Monday, July 11, 2011

The Gospel of John and Moses: IV

“If I told you earthly things and you do not believe, how will you believe if I tell you heavenly things? No one has ascended into heaven, but He who descended from heaven: the Son of Man. As Moses lifted up the serpent in the wilderness, even so must the Son of Man be lifted up; so that whoever believes will in Him have eternal life.” John 3:12 – 15.

“I have many things to speak and to judge concerning you, but He who sent Me is true; and the things which I heard from Him, these I speak to the world.” They did not realize that He had been speaking to them about the Father. So Jesus said, “When you lift up the Son of Man, then you will know that I am, and I do nothing on My own initiative, but I speak thee things as the Father taught Me. And He who sent Me is with Me; He has not left Me alone, for I always do the things that are pleasing to Him.” John 8:26 – 29

“Now judgment is upon this world; now the ruler of this world will be cast out. And I, if I am lifted up from the earth, will draw all men to Myself.” But He was saying this to indicate the kind of death by which He was to die. The crowd then answered Him, “We have heard out of the Law that the Christ is to remain forever; and how can You say, ‘The Son of Man must be lifted up”’? Who is this Son of Man?” John 12:31 – 34

Three times in the Gospel Jesus speaks of being lifted up. In John Chapter 3, Jesus tells Nicodemus that He must be lifted up like the serpent in the wilderness, a reference to Numbers 21:6 – 9. In Numbers Chapter 21 we see the following sequence:

            Israel is attacked and defeated by Arad, a Canaanite king.
            Israel asks God to be with them in subsequent battle against Arad.
            Yahweh gives Israel victory against Arad.
            Israel continues its journey to the Promised Land.

            During this leg of the journey Israel becomes impatient and speaks against God and Moses, “Why have you brought us up out of Egypt to die in the wilderness? For there is no bread and no water, and our soul loathes this miserable food.” [A reference to the manna God was providing].

As a result of Israel’s rebellious complaining, judgment comes to them from Yahweh in the form of fiery serpents and many die. The people come to Moses and implore him to intercede with Yahweh for them for they have sinned. As a result of Moses’ intercession Yahweh says, “Make a fiery serpent, and set it on a standard; and it shall come about, that everyone who is bitten, when he looks at it, he will live.”

While there are various facets of the fiery serpent pericope that we could explore, the central point is that Jesus is using the Numbers 21 account to refer to Himself in His conversation with Nicodemus and that the two elements of Numbers 21 that Jesus specifically mentions are being lifted up and believing. As the serpent was lifted up so Jesus will be lifted up; as the Israelites needed to believe the Word of Yahweh through Moses that deliverance lay in looking at the bronze/brass serpent on the pole, so we must believe the Word of God that in looking to Jesus we have salvation.

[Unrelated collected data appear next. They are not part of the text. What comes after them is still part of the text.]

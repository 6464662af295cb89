use indexmap::IndexMap;
use rand::seq::SliceRandom;
use std::collections::HashSet;
use std::hash::Hash;

/// Split `items` into chunks of `size`.
///
/// The last chunk holds the remainder. A `size` of zero or less yields one
/// chunk containing the whole input.
///
/// # Examples
///
/// ```
/// use utilkit::array::chunk;
///
/// let items: Vec<i32> = (1..=10).collect();
/// assert_eq!(chunk(&items, 3), vec![vec![1, 2, 3], vec![4, 5, 6], vec![7, 8, 9], vec![10]]);
/// assert_eq!(chunk(&[1, 2], 0), vec![vec![1, 2]]);
/// ```
pub fn chunk<T: Clone>(items: &[T], size: i64) -> Vec<Vec<T>> {
    if size <= 0 {
        return vec![items.to_vec()];
    }
    let size = usize::try_from(size).unwrap_or(usize::MAX);
    items.chunks(size).map(<[T]>::to_vec).collect()
}

/// Remove duplicates, keeping the first occurrence of each value.
///
/// ```
/// use utilkit::array::unique;
///
/// assert_eq!(unique(&[3, 1, 3, 2, 1]), vec![3, 1, 2]);
/// ```
pub fn unique<T: Eq + Hash + Clone>(items: &[T]) -> Vec<T> {
    let mut seen = HashSet::with_capacity(items.len());
    items.iter().filter(|item| seen.insert(*item)).cloned().collect()
}

/// Remove items whose key was already seen, keeping the first occurrence.
pub fn unique_by<T, K, F>(items: &[T], key: F) -> Vec<T>
where
    T: Clone,
    K: Eq + Hash,
    F: Fn(&T) -> K,
{
    let mut seen = HashSet::with_capacity(items.len());
    items.iter().filter(|item| seen.insert(key(item))).cloned().collect()
}

/// Group items by key. Groups appear in first-seen key order.
///
/// ```
/// use utilkit::array::group_by;
///
/// let groups = group_by(&["apple", "avocado", "banana"], |s| s.chars().next());
/// assert_eq!(groups[&Some('a')], vec!["apple", "avocado"]);
/// assert_eq!(groups.len(), 2);
/// ```
pub fn group_by<T, K, F>(items: &[T], key: F) -> IndexMap<K, Vec<T>>
where
    T: Clone,
    K: Eq + Hash,
    F: Fn(&T) -> K,
{
    let mut groups: IndexMap<K, Vec<T>> = IndexMap::new();
    for item in items {
        groups.entry(key(item)).or_default().push(item.clone());
    }
    groups
}

/// Count items per key, in first-seen key order.
pub fn count_by<T, K, F>(items: &[T], key: F) -> IndexMap<K, usize>
where
    K: Eq + Hash,
    F: Fn(&T) -> K,
{
    let mut counts: IndexMap<K, usize> = IndexMap::new();
    for item in items {
        *counts.entry(key(item)).or_insert(0) += 1;
    }
    counts
}

/// Split into `(matching, rest)`, preserving order.
pub fn partition<T, F>(items: &[T], pred: F) -> (Vec<T>, Vec<T>)
where
    T: Clone,
    F: Fn(&T) -> bool,
{
    items.iter().cloned().partition(|item| pred(item))
}

/// Stable sort by key, ascending or descending.
pub fn sort_by<T, K, F>(items: &[T], key: F, descending: bool) -> Vec<T>
where
    T: Clone,
    K: Ord,
    F: Fn(&T) -> K,
{
    let mut out = items.to_vec();
    if descending {
        out.sort_by(|a, b| key(b).cmp(&key(a)));
    } else {
        out.sort_by_key(|item| key(item));
    }
    out
}

/// Half-open integer range with a step.
///
/// A zero step, or a step pointing away from `end`, yields an empty list.
///
/// ```
/// use utilkit::array::range;
///
/// assert_eq!(range(0, 10, 3), vec![0, 3, 6, 9]);
/// assert_eq!(range(5, 0, -2), vec![5, 3, 1]);
/// assert!(range(0, 5, -1).is_empty());
/// ```
pub fn range(start: i64, end: i64, step: i64) -> Vec<i64> {
    let mut out = Vec::new();
    if step == 0 {
        return out;
    }
    let mut current = start;
    while (step > 0 && current < end) || (step < 0 && current > end) {
        out.push(current);
        match current.checked_add(step) {
            Some(next) => current = next,
            None => break,
        }
    }
    out
}

/// Items of `a` that are not in `b`, in `a`'s order.
pub fn difference<T: Eq + Hash + Clone>(a: &[T], b: &[T]) -> Vec<T> {
    let exclude: HashSet<&T> = b.iter().collect();
    a.iter().filter(|item| !exclude.contains(item)).cloned().collect()
}

/// Distinct items present in both slices, in `a`'s order.
pub fn intersection<T: Eq + Hash + Clone>(a: &[T], b: &[T]) -> Vec<T> {
    let include: HashSet<&T> = b.iter().collect();
    let mut seen = HashSet::new();
    a.iter()
        .filter(|item| include.contains(item) && seen.insert(*item))
        .cloned()
        .collect()
}

/// Distinct items of `a` followed by the new items of `b`.
pub fn union<T: Eq + Hash + Clone>(a: &[T], b: &[T]) -> Vec<T> {
    let mut seen = HashSet::new();
    a.iter().chain(b).filter(|item| seen.insert(*item)).cloned().collect()
}

/// Shuffled copy of `items`.
pub fn shuffle<T: Clone>(items: &[T]) -> Vec<T> {
    let mut out = items.to_vec();
    out.shuffle(&mut rand::thread_rng());
    out
}

/// A random element, `None` when empty.
pub fn sample<T>(items: &[T]) -> Option<&T> {
    items.choose(&mut rand::thread_rng())
}
/// A predicate function for checking character properties.
pub type CharPredicate = fn(char) -> bool;

/// Check if a character is a letter or digit.
///
/// # Examples
///
/// ```
/// use utilkit::strings::is_letter;
///
/// assert!(is_letter('a'));
/// assert!(is_letter('5'));
/// assert!(!is_letter('-'));
/// ```
pub fn is_letter(ch: char) -> bool {
    ch.is_alphanumeric()
}

/// Check if a character is whitespace.
pub fn is_whitespace(ch: char) -> bool {
    ch.is_whitespace()
}

/// Check if a character is punctuation (not a letter or whitespace).
pub fn is_punctuation(ch: char) -> bool {
    !is_letter(ch) && !is_whitespace(ch)
}

/// Split a string into words.
///
/// Words are separated by any non-alphanumeric character, by a
/// lower-to-upper case transition (`fooBar`), by a digit-to-upper transition
/// (`v2Beta`) and at the end of an acronym (`XMLHttp` splits as `XML`,
/// `Http`).
///
/// # Examples
///
/// ```
/// use utilkit::strings::words;
///
/// assert_eq!(words("fooBar_baz-qux"), vec!["foo", "Bar", "baz", "qux"]);
/// assert_eq!(words("XMLHttpRequest"), vec!["XML", "Http", "Request"]);
/// ```
pub fn words(s: &str) -> Vec<String> {
    let chars: Vec<char> = s.chars().collect();
    let mut out = Vec::new();
    let mut current = String::new();

    for (i, &ch) in chars.iter().enumerate() {
        if !is_letter(ch) {
            if !current.is_empty() {
                out.push(std::mem::take(&mut current));
            }
            continue;
        }
        if !current.is_empty() && ch.is_uppercase() {
            // `current` is non-empty, so the previous char was a letter.
            let prev = chars[i - 1];
            let next_is_lower = chars.get(i + 1).is_some_and(|c| c.is_lowercase());
            let boundary = prev.is_lowercase()
                || prev.is_numeric()
                || (prev.is_uppercase() && next_is_lower);
            if boundary {
                out.push(std::mem::take(&mut current));
            }
        }
        current.push(ch);
    }

    if !current.is_empty() {
        out.push(current);
    }
    out
}
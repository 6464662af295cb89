/// Pad the start of `s` with `fill` until it is `length` chars long.
///
/// The fill string is repeated and cut to fit. An empty fill or a string that
/// is already long enough is returned unchanged.
///
/// ```
/// use utilkit::strings::pad_start;
///
/// assert_eq!(pad_start("5", 3, "0"), "005");
/// assert_eq!(pad_start("abc", 8, "xy"), "xyxyxabc");
/// ```
pub fn pad_start(s: &str, length: usize, fill: &str) -> String {
    let padding = make_padding(s, length, fill);
    padding + s
}

/// Pad the end of `s` with `fill` until it is `length` chars long.
pub fn pad_end(s: &str, length: usize, fill: &str) -> String {
    let padding = make_padding(s, length, fill);
    let mut out = s.to_string();
    out.push_str(&padding);
    out
}

fn make_padding(s: &str, length: usize, fill: &str) -> String {
    let current = s.chars().count();
    if fill.is_empty() || current >= length {
        return String::new();
    }
    fill.chars().cycle().take(length - current).collect()
}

In the above passage from John Chapter 12, the Gospel writer tells us, “But He was saying this to indicate the kind of death by which He was to die.” Some think that there is a link between the above three lifted up passages  in John and Isaiah 52:13, where in the Greek version of the Old Testament, known as the Septuagint, we have the following, “Behold, my servant shall understand and be lifted up, and glorified exceedingly.” The Greek word for lifted up in Isaiah is the same word used in John. The connection between John and Isaiah is based on more than a word or a verse, for Isaiah 52 commences an account of the Suffering Servant and leads to Isaiah 53, a passage recognized as a picture of the suffering and crucifixion of Jesus Christ.

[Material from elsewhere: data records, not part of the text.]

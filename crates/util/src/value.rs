//! Dynamic runtime value.
//!
//! [`AnyValue`] models the "any value" inputs accepted by the predicate and
//! cloning helpers: everything JSON can hold plus `undefined`, dates, regular
//! expressions and class instances.

use crate::error::UtilError;
use chrono::{DateTime, SecondsFormat, Utc};
use indexmap::IndexMap;
use regex::Regex;
use serde_json::{Map, Number, Value};
use std::fmt;

/// Ordered property bag used by objects and instances.
pub type Fields = IndexMap<String, AnyValue>;

/// Any runtime value.
#[derive(Debug, Clone, PartialEq)]
pub enum AnyValue {
    /// `undefined`, the absence of a value.
    Undefined,
    Null,
    Bool(bool),
    Number(f64),
    String(String),
    Array(Vec<AnyValue>),
    /// A plain object literal.
    Object(Fields),
    Date(DateTime<Utc>),
    RegExp(RegExpValue),
    /// An instance of a named class with its own enumerable fields.
    Instance { class: String, fields: Fields },
}

impl AnyValue {
    /// Build a plain object from key/value pairs.
    pub fn object<K, I>(entries: I) -> Self
    where
        K: Into<String>,
        I: IntoIterator<Item = (K, AnyValue)>,
    {
        AnyValue::Object(entries.into_iter().map(|(k, v)| (k.into(), v)).collect())
    }

    /// Build a class instance from key/value pairs.
    pub fn instance<K, I>(class: impl Into<String>, entries: I) -> Self
    where
        K: Into<String>,
        I: IntoIterator<Item = (K, AnyValue)>,
    {
        AnyValue::Instance {
            class: class.into(),
            fields: entries.into_iter().map(|(k, v)| (k.into(), v)).collect(),
        }
    }

    /// Convert to JSON.
    ///
    /// `Undefined` and non-finite numbers become `null`, dates become RFC 3339
    /// strings, regular expressions become `/source/flags` and instances lose
    /// their class name.
    pub fn to_json(&self) -> Value {
        match self {
            AnyValue::Undefined | AnyValue::Null => Value::Null,
            AnyValue::Bool(b) => Value::Bool(*b),
            AnyValue::Number(n) => number_to_json(*n),
            AnyValue::String(s) => Value::String(s.clone()),
            AnyValue::Array(items) => Value::Array(items.iter().map(AnyValue::to_json).collect()),
            AnyValue::Object(fields) | AnyValue::Instance { fields, .. } => {
                let mut map = Map::new();
                for (key, val) in fields {
                    map.insert(key.clone(), val.to_json());
                }
                Value::Object(map)
            }
            AnyValue::Date(date) => Value::String(date.to_rfc3339_opts(SecondsFormat::Millis, true)),
            AnyValue::RegExp(re) => Value::String(re.to_string()),
        }
    }

    /// Borrow the string payload, if any.
    pub fn as_str(&self) -> Option<&str> {
        match self {
            AnyValue::String(s) => Some(s),
            _ => None,
        }
    }

    /// Return the numeric payload, if any.
    pub fn as_f64(&self) -> Option<f64> {
        match self {
            AnyValue::Number(n) => Some(*n),
            _ => None,
        }
    }
}

/// Convert an `f64` into a JSON number, preferring the integer form.
pub(crate) fn number_to_json(n: f64) -> Value {
    if n.is_finite() && n.fract() == 0.0 && n.abs() < i64::MAX as f64 {
        Value::Number(Number::from(n as i64))
    } else {
        Number::from_f64(n).map(Value::Number).unwrap_or(Value::Null)
    }
}

impl From<Value> for AnyValue {
    fn from(value: Value) -> Self {
        match value {
            Value::Null => AnyValue::Null,
            Value::Bool(b) => AnyValue::Bool(b),
            Value::Number(n) => AnyValue::Number(n.as_f64().unwrap_or(f64::NAN)),
            Value::String(s) => AnyValue::String(s),
            Value::Array(items) => AnyValue::Array(items.into_iter().map(AnyValue::from).collect()),
            Value::Object(map) => {
                AnyValue::Object(map.into_iter().map(|(k, v)| (k, AnyValue::from(v))).collect())
            }
        }
    }
}

impl From<&Value> for AnyValue {
    fn from(value: &Value) -> Self {
        AnyValue::from(value.clone())
    }
}

impl From<AnyValue> for Value {
    fn from(value: AnyValue) -> Self {
        value.to_json()
    }
}

impl From<bool> for AnyValue {
    fn from(b: bool) -> Self {
        AnyValue::Bool(b)
    }
}

impl From<f64> for AnyValue {
    fn from(n: f64) -> Self {
        AnyValue::Number(n)
    }
}

impl From<i64> for AnyValue {
    fn from(n: i64) -> Self {
        AnyValue::Number(n as f64)
    }
}

impl From<i32> for AnyValue {
    fn from(n: i32) -> Self {
        AnyValue::Number(f64::from(n))
    }
}

impl From<String> for AnyValue {
    fn from(s: String) -> Self {
        AnyValue::String(s)
    }
}

impl From<&str> for AnyValue {
    fn from(s: &str) -> Self {
        AnyValue::String(s.to_string())
    }
}

impl From<DateTime<Utc>> for AnyValue {
    fn from(date: DateTime<Utc>) -> Self {
        AnyValue::Date(date)
    }
}

impl From<RegExpValue> for AnyValue {
    fn from(re: RegExpValue) -> Self {
        AnyValue::RegExp(re)
    }
}

impl<T: Into<AnyValue>> From<Vec<T>> for AnyValue {
    fn from(items: Vec<T>) -> Self {
        AnyValue::Array(items.into_iter().map(Into::into).collect())
    }
}

/// A compiled regular expression that remembers its source and flags.
///
/// Supported flags: `i`, `m`, `s`. The `g`, `u` and `y` flags are recorded
/// but have no effect on matching.
#[derive(Debug, Clone)]
pub struct RegExpValue {
    source: String,
    flags: String,
    regex: Regex,
}

impl RegExpValue {
    pub fn new(source: &str, flags: &str) -> Result<Self, UtilError> {
        let mut inline = String::new();
        for flag in flags.chars() {
            match flag {
                'i' | 'm' | 's' => inline.push(flag),
                'g' | 'u' | 'y' => {}
                other => return Err(UtilError::InvalidPattern(format!("unknown flag '{other}'"))),
            }
        }
        let pattern = if inline.is_empty() {
            source.to_string()
        } else {
            format!("(?{inline}){source}")
        };
        let regex = Regex::new(&pattern).map_err(|e| UtilError::InvalidPattern(e.to_string()))?;
        Ok(Self {
            source: source.to_string(),
            flags: flags.to_string(),
            regex,
        })
    }

    pub fn source(&self) -> &str {
        &self.source
    }

    pub fn flags(&self) -> &str {
        &self.flags
    }

    pub fn is_match(&self, haystack: &str) -> bool {
        self.regex.is_match(haystack)
    }

    pub fn regex(&self) -> &Regex {
        &self.regex
    }
}

impl PartialEq for RegExpValue {
    fn eq(&self, other: &Self) -> bool {
        self.source == other.source && self.flags == other.flags
    }
}

impl fmt::Display for RegExpValue {
    fn fmt(&self, f: &mut fmt::Formatter<'_>) -> fmt::Result {
        write!(f, "/{}/{}", self.source, self.flags)
    }
}

#[cfg(test)]
mod tests {
    use super::*;
    use chrono::TimeZone;
    use serde_json::json;

    #[test]
    fn test_from_json_round_trip() {
        let original = json!({"a": [1, 2.5, "x", null, true], "b": {"c": {}}});
        let any = AnyValue::from(original.clone());
        assert_eq!(any.to_json(), original);
    }

    #[test]
    fn test_object_keeps_insertion_order() {
        let obj = AnyValue::object([("z", AnyValue::from(1)), ("a", AnyValue::from(2))]);
        let keys: Vec<String> = match &obj {
            AnyValue::Object(fields) => fields.keys().cloned().collect(),
            _ => unreachable!(),
        };
        assert_eq!(keys, vec!["z", "a"]);
    }

    #[test]
    fn test_undefined_and_nan_serialize_as_null() {
        assert_eq!(AnyValue::Undefined.to_json(), Value::Null);
        assert_eq!(AnyValue::Number(f64::NAN).to_json(), Value::Null);
    }

    #[test]
    fn test_date_serializes_as_rfc3339() {
        let date = Utc.with_ymd_and_hms(2024, 1, 2, 3, 4, 5).unwrap();
        assert_eq!(AnyValue::Date(date).to_json(), json!("2024-01-02T03:04:05.000Z"));
    }

    #[test]
    fn test_instance_drops_class_in_json() {
        let inst = AnyValue::instance("Point", [("x", AnyValue::from(1))]);
        assert_eq!(inst.to_json(), json!({"x": 1}));
    }

    #[test]
    fn test_regexp_flags() {
        let re = RegExpValue::new("^abc$", "gi").unwrap();
        assert!(re.is_match("ABC"));
        assert_eq!(re.to_string(), "/^abc$/gi");
        assert!(RegExpValue::new("a", "q").is_err());
        assert!(RegExpValue::new("(", "").is_err());
    }

    #[test]
    fn test_regexp_equality_uses_source_and_flags() {
        let a = RegExpValue::new("a+", "i").unwrap();
        let b = RegExpValue::new("a+", "i").unwrap();
        let c = RegExpValue::new("a+", "").unwrap();
        assert_eq!(a, b);
        assert_ne!(a, c);
    }
}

Furthermore, note that Isaiah 52:13 says that the servant will be glorified exceedingly. The Greek word for lifted up in Isaiah and John is not only used in reference to crucifixion in New Testament times, but is also used for exaltation, for being in a place of glory. The result of Jesus Christ being lifted up on the Cross is His being lifted up in exaltation to the right hand of the Father – and ultimately every knee will bow and every tongue confess that Jesus Christ is Lord.

One other point I want to make before concluding this post is that while “manna” is not specifically mentioned by Jesus to Nicodemus in John Chapter 3, that it is an integral part of the fiery serpent event (Nicodemus would have known this); the Israelites rejected the manna and in their rejection of the manna and in their complaining they brought judgment on themselves. In John Chapter 6 Jesus will teach that He is the true manna.

Again, there are other facets in the juxtaposition of the serpent on the pole in Numbers 21 and the “lifted up” passages of the Gospel, but this is a blog and not a commentary. Once again we see the backdrop of Moses in the Gospel of John.